## How to complete this task
Set down all of the data again, character for character.

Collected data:
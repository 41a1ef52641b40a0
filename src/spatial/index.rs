//! Tile id encoding, tileset lookup and the chunked render index.

use crate::map_data::{MapData, Tileset};
use macroquad::prelude::*;
use std::collections::HashMap;

/// Side of a render chunk in pixels.
pub const CHUNK_SIZE: i32 = 256;

/// Encoded cell value: tile gid in the low 29 bits, flip flags above.
#[derive(Debug, Clone, Copy, PartialEq, Eq, Hash, Default)]
pub struct TileId(pub u32);

/// Position of a tile layer in `MapData::tile_layers`.
pub type LayerIdx = u16;

/// Chunk grid coordinate.
#[derive(Debug, Clone, Copy, PartialEq, Eq, Hash)]
pub struct ChunkCoord {
    /// Column.
    pub x: i32,
    /// Row.
    pub y: i32,
}

/// Horizontal flip flag.
pub const FLIP_H: u32 = 0x8000_0000; // bit 31
/// Vertical flip flag.
pub const FLIP_V: u32 = 0x4000_0000; // bit 30
/// Diagonal (anti-diagonal transpose) flag.
pub const FLIP_D: u32 = 0x2000_0000; // bit 29
/// Bits left after removing the flip flags.
pub const GID_MASK: u32 = 0x1FFF_FFFF; // keep lower 29 bits (bit 28 is free)

impl TileId {
    /// Value as stored.
    #[inline] pub fn raw(self) -> u32 { self.0 }
    /// Gid without flip flags.
    #[inline] pub fn clean(self) -> u32 { self.0 & GID_MASK }
    /// Gid 0 means no tile.
    #[inline] pub fn is_empty(self) -> bool { self.clean() == 0 }
    /// Mirrored left to right.
    #[inline] pub fn flip_h(self) -> bool { (self.0 & FLIP_H) != 0 }
    /// Mirrored top to bottom.
    #[inline] pub fn flip_v(self) -> bool { (self.0 & FLIP_V) != 0 }
    /// Transposed.
    #[inline] pub fn flip_d(self) -> bool { (self.0 & FLIP_D) != 0 }
}

/// Index of the tileset owning `id`: the one with the greatest `first_gid`
/// not exceeding the flag-stripped gid. `tilesets` must be sorted by `first_gid`.
pub fn resolve_tileset(tilesets: &[Tileset], id: TileId) -> Option<usize> {
    let gid = id.clean();
    if gid == 0 {
        return None;
    }
    let owners = tilesets.partition_point(|t| t.first_gid <= gid);
    owners.checked_sub(1)
}

/// Chunk containing world point `p`.
#[inline]
pub fn world_to_chunk(p: Vec2) -> ChunkCoord {
    ChunkCoord {
        x: (p.x.floor() as i32).div_euclid(CHUNK_SIZE),
        y: (p.y.floor() as i32).div_euclid(CHUNK_SIZE),
    }
}

/// Offset of `p` inside its chunk.
#[inline]
pub fn rel(p: Vec2) -> Vec2 {
    vec2(
        (p.x.floor() as i32).rem_euclid(CHUNK_SIZE) as f32,
        (p.y.floor() as i32).rem_euclid(CHUNK_SIZE) as f32,
    )
}

/// One tile placed in a chunk.
#[derive(Debug, Clone)]
pub struct TileRec {
    /// Encoded cell value.
    pub id: TileId,
    /// Top-left relative to the chunk origin.
    pub rel_pos: Vec2,
}

/// Tiles of one chunk, per layer.
#[derive(Default)]
pub struct GlobalChunk {
    /// Tiles keyed by layer.
    pub layers: HashMap<LayerIdx, Vec<TileRec>>,
}

/// Render-side bucketing of every drawn tile into fixed-size world chunks.
#[derive(Default)]
pub struct GlobalIndex {
    /// Non-empty chunks.
    pub buckets: HashMap<ChunkCoord, GlobalChunk>,
    tile_count: usize,
}

impl GlobalIndex {
    /// Empty index.
    pub fn new() -> Self {
        Self::default()
    }

    /// Indexes the non-empty cells of every visible tile layer, keyed by
    /// the layer's position in `map.tile_layers`.
    pub fn from_map(map: &MapData) -> Self {
        let mut index = GlobalIndex::new();
        let tw = map.tile_w as f32;
        let th = map.tile_h as f32;

        for (lz, layer) in map.tile_layers.iter().enumerate() {
            if !layer.visible {
                continue;
            }
            for (idx, id) in layer.cells.iter().enumerate() {
                if id.is_empty() {
                    continue;
                }
                let col = idx % layer.width;
                let row = idx / layer.width;
                let world = vec2(col as f32 * tw, row as f32 * th) + layer.offset;
                index.add_tile(*id, lz as LayerIdx, world);
            }
        }
        index
    }

    /// Adds a tile whose top-left is at `world`.
    pub fn add_tile(&mut self, id: TileId, layer: LayerIdx, world: Vec2) {
        let cc = world_to_chunk(world);
        self.buckets
            .entry(cc)
            .or_default()
            .layers
            .entry(layer)
            .or_default()
            .push(TileRec {
                id,
                rel_pos: rel(world),
            });
        self.tile_count += 1;
    }

    /// Tiles indexed.
    pub fn tile_count(&self) -> usize {
        self.tile_count
    }
}

#[cfg(test)]
mod tests {
    use super::*;
    use crate::map_data::Properties;

    fn tileset(first_gid: u32) -> Tileset {
        Tileset {
            first_gid,
            name: format!("ts{first_gid}"),
            tile_count: 10,
            columns: 5,
            tile_w: 16,
            tile_h: 16,
            spacing: 0,
            margin: 0,
            image: String::new(),
            properties: Properties::new(),
        }
    }

    #[test]
    fn strips_exactly_the_three_flip_bits() {
        let id = TileId(FLIP_H | FLIP_V | FLIP_D | 0x1000_0007);
        assert_eq!(id.clean(), 0x1000_0007);
        assert!(id.flip_h() && id.flip_v() && id.flip_d());

        let plain = TileId(42);
        assert_eq!(plain.clean(), 42);
        assert!(!plain.flip_h() && !plain.flip_v() && !plain.flip_d());
    }

    #[test]
    fn resolves_to_greatest_first_gid_not_above_raw() {
        let sets = vec![tileset(1), tileset(11), tileset(50)];
        assert_eq!(resolve_tileset(&sets, TileId(1)), Some(0));
        assert_eq!(resolve_tileset(&sets, TileId(10)), Some(0));
        assert_eq!(resolve_tileset(&sets, TileId(11)), Some(1));
        assert_eq!(resolve_tileset(&sets, TileId(49 | FLIP_H)), Some(1));
        assert_eq!(resolve_tileset(&sets, TileId(50 | FLIP_D)), Some(2));
        assert_eq!(resolve_tileset(&sets, TileId(9000)), Some(2));
    }

    #[test]
    fn gid_below_every_tileset_is_unresolved() {
        let sets = vec![tileset(5)];
        assert_eq!(resolve_tileset(&sets, TileId(4)), None);
        assert_eq!(resolve_tileset(&sets, TileId(FLIP_V)), None);
        assert_eq!(resolve_tileset(&[], TileId(1)), None);
    }

    #[test]
    fn negative_positions_land_in_negative_chunks() {
        let p = vec2(-1.0, 300.0);
        assert_eq!(world_to_chunk(p), ChunkCoord { x: -1, y: 1 });
        assert_eq!(rel(p), vec2(255.0, 44.0));
    }
}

## Solution to this task
repository 41a1ef52641b40a0
filename src/spatial/index.rs
//! Tile id encoding, tileset lookup and the chunked render index.

use crate::map_data::{MapData, Tileset};
use macroquad::prelude::*;
use std::collections::HashMap;

/// Side of a render chunk in pixels.
pub const CHUNK_SIZE: i32 = 256;

/// Encoded cell value: tile gid in the low 29 bits, flip flags above.
#[derive(Debug, Clone, Copy, PartialEq, Eq, Hash, Default)]
pub struct TileId(pub u32);

/// Position of a tile layer in `MapData::tile_layers`.
pub type LayerIdx = u16;

/// Chunk grid coordinate.
#[derive(Debug, Clone, Copy, PartialEq, Eq, Hash)]
pub struct ChunkCoord {
    /// Column.
    pub x: i32,
    /// Row.
    pub y: i32,
}

/// Horizontal flip flag.
pub const FLIP_H: u32 = 0x8000_0000; // bit 31
/// Vertical flip flag.
pub const FLIP_V: u32 = 0x4000_0000; // bit 30
/// Diagonal (anti-diagonal transpose) flag.
pub const FLIP_D: u32 = 0x2000_0000; // bit 29
/// Bits left after removing the flip flags.
pub const GID_MASK: u32 = 0x1FFF_FFFF; // keep lower 29 bits (bit 28 is free)

impl TileId {
    /// Value as stored.
    #[inline] pub fn raw(self) -> u32 { self.0 }
    /// Gid without flip flags.
    #[inline] pub fn clean(self) -> u32 { self.0 & GID_MASK }
    /// Gid 0 means no tile.
    #[inline] pub fn is_empty(self) -> bool { self.clean() == 0 }
    /// Mirrored left to right.
    #[inline] pub fn flip_h(self) -> bool { (self.0 & FLIP_H) != 0 }
    /// Mirrored top to bottom.
    #[inline] pub fn flip_v(self) -> bool { (self.0 & FLIP_V) != 0 }
    /// Transposed.
    #[inline] pub fn flip_d(self) -> bool { (self.0 & FLIP_D) != 0 }
}

/// Index of the tileset owning `id`: the one with the greatest `first_gid`
/// not exceeding the flag-stripped gid. `tilesets` must be sorted by `first_gid`.
pub fn resolve_tileset(tilesets: &[Tileset], id: TileId) -> Option<usize> {
    let gid = id.clean();
    if gid == 0 {
        return None;
    }
    let owners = tilesets.partition_point(|t| t.first_gid <= gid);
    owners.checked_sub(1)
}

/// Chunk containing world point `p`.
#[inline]
pub fn world_to_chunk(p: Vec2) -> ChunkCoord {
    ChunkCoord {
        x: (p.x.floor() as i32).div_euclid(CHUNK_SIZE),
        y: (p.y.floor() as i32).div_euclid(CHUNK_SIZE),
    }
}

/// Offset of `p` inside its chunk.
#[inline]
pub fn rel(p: Vec2) -> Vec2 {
    vec2(
        (p.x.floor() as i32).rem_euclid(CHUNK_SIZE) as f32,
        (p.y.floor() as i32).rem_euclid(CHUNK_SIZE) as f32,
    )
}

/// One tile placed in a chunk.
#[derive(Debug, Clone)]
pub struct TileRec {
    /// Encoded cell value.
    pub id: TileId,
    /// Top-left relative to the chunk origin.
    pub rel_pos: Vec2,
}

/// Tiles of one chunk, per layer.
#[derive(Default)]
pub struct GlobalChunk {
    /// Tiles keyed by layer.
    pub layers: HashMap<LayerIdx, Vec<TileRec>>,
}

/// Render-side bucketing of every drawn tile into fixed-size world chunks.
#[derive(Default)]
pub struct GlobalIndex {
    /// Non-empty chunks.
    pub buckets: HashMap<ChunkCoord, GlobalChunk>,
    tile_count: usize,
}

impl GlobalIndex {
    /// Empty index.
    pub fn new() -> Self {
        Self::default()
    }

    /// Indexes the non-empty cells of every visible tile layer, keyed by
    /// the layer's position in `map.tile_layers`.
    pub fn from_map(map: &MapData) -> Self {
        let mut index = GlobalIndex::new();
        let tw = map.tile_w as f32;
        let th = map.tile_h as f32;

        for (lz, layer) in map.tile_layers.iter().enumerate() {
            if !layer.visible {
                continue;
            }
            for (idx, id) in layer.cells.iter().enumerate() {
                if id.is_empty() {
                    continue;
                }
                let col = idx % layer.width;
                let row = idx / layer.width;
                let world = vec2(col as f32 * tw, row as f32 * th) + layer.offset;
                index.add_tile(*id, lz as LayerIdx, world);
            }
        }
        index
    }

    /// Adds a tile whose top-left is at `world`.
    pub fn add_tile(&mut self, id: TileId, layer: LayerIdx, world: Vec2) {
        let cc = world_to_chunk(world);
        self.buckets
            .entry(cc)
            .or_default()
            .layers
            .entry(layer)
            .or_default()
            .push(TileRec {
                id,
                rel_pos: rel(world),
            });
        self.tile_count += 1;
    }

    /// Tiles indexed.
    pub fn tile_count(&self) -> usize {
        self.tile_count
    }
}

#[cfg(test)]
mod tests {
    use super::*;
    use crate::map_data::Properties;

    fn tileset(first_gid: u32) -> Tileset {
        Tileset {
            first_gid,
            name: format!("ts{first_gid}"),
            tile_count: 10,
            columns: 5,
            tile_w: 16,
            tile_h: 16,
            spacing: 0,
            margin: 0,
            image: String::new(),
            properties: Properties::new(),
        }
    }

    #[test]
    fn strips_exactly_the_three_flip_bits() {
        let id = TileId(FLIP_H | FLIP_V | FLIP_D | 0x1000_0007);
        assert_eq!(id.clean(), 0x1000_0007);
        assert!(id.flip_h() && id.flip_v() && id.flip_d());

        let plain = TileId(42);
        assert_eq!(plain.clean(), 42);
        assert!(!plain.flip_h() && !plain.flip_v() && !plain.flip_d());
    }

    #[test]
    fn resolves_to_greatest_first_gid_not_above_raw() {
        let sets = vec![tileset(1), tileset(11), tileset(50)];
        assert_eq!(resolve_tileset(&sets, TileId(1)), Some(0));
        assert_eq!(resolve_tileset(&sets, TileId(10)), Some(0));
        assert_eq!(resolve_tileset(&sets, TileId(11)), Some(1));
        assert_eq!(resolve_tileset(&sets, TileId(49 | FLIP_H)), Some(1));
        assert_eq!(resolve_tileset(&sets, TileId(50 | FLIP_D)), Some(2));
        assert_eq!(resolve_tileset(&sets, TileId(9000)), Some(2));
    }

    #[test]
    fn gid_below_every_tileset_is_unresolved() {
        let sets = vec![tileset(5)];
        assert_eq!(resolve_tileset(&sets, TileId(4)), None);
        assert_eq!(resolve_tileset(&sets, TileId(FLIP_V)), None);
        assert_eq!(resolve_tileset(&[], TileId(1)), None);
    }

    #[test]
    fn negative_positions_land_in_negative_chunks() {
        let p = vec2(-1.0, 300.0);
        assert_eq!(world_to_chunk(p), ChunkCoord { x: -1, y: 1 });
        assert_eq!(rel(p), vec2(255.0, 44.0));
    }
}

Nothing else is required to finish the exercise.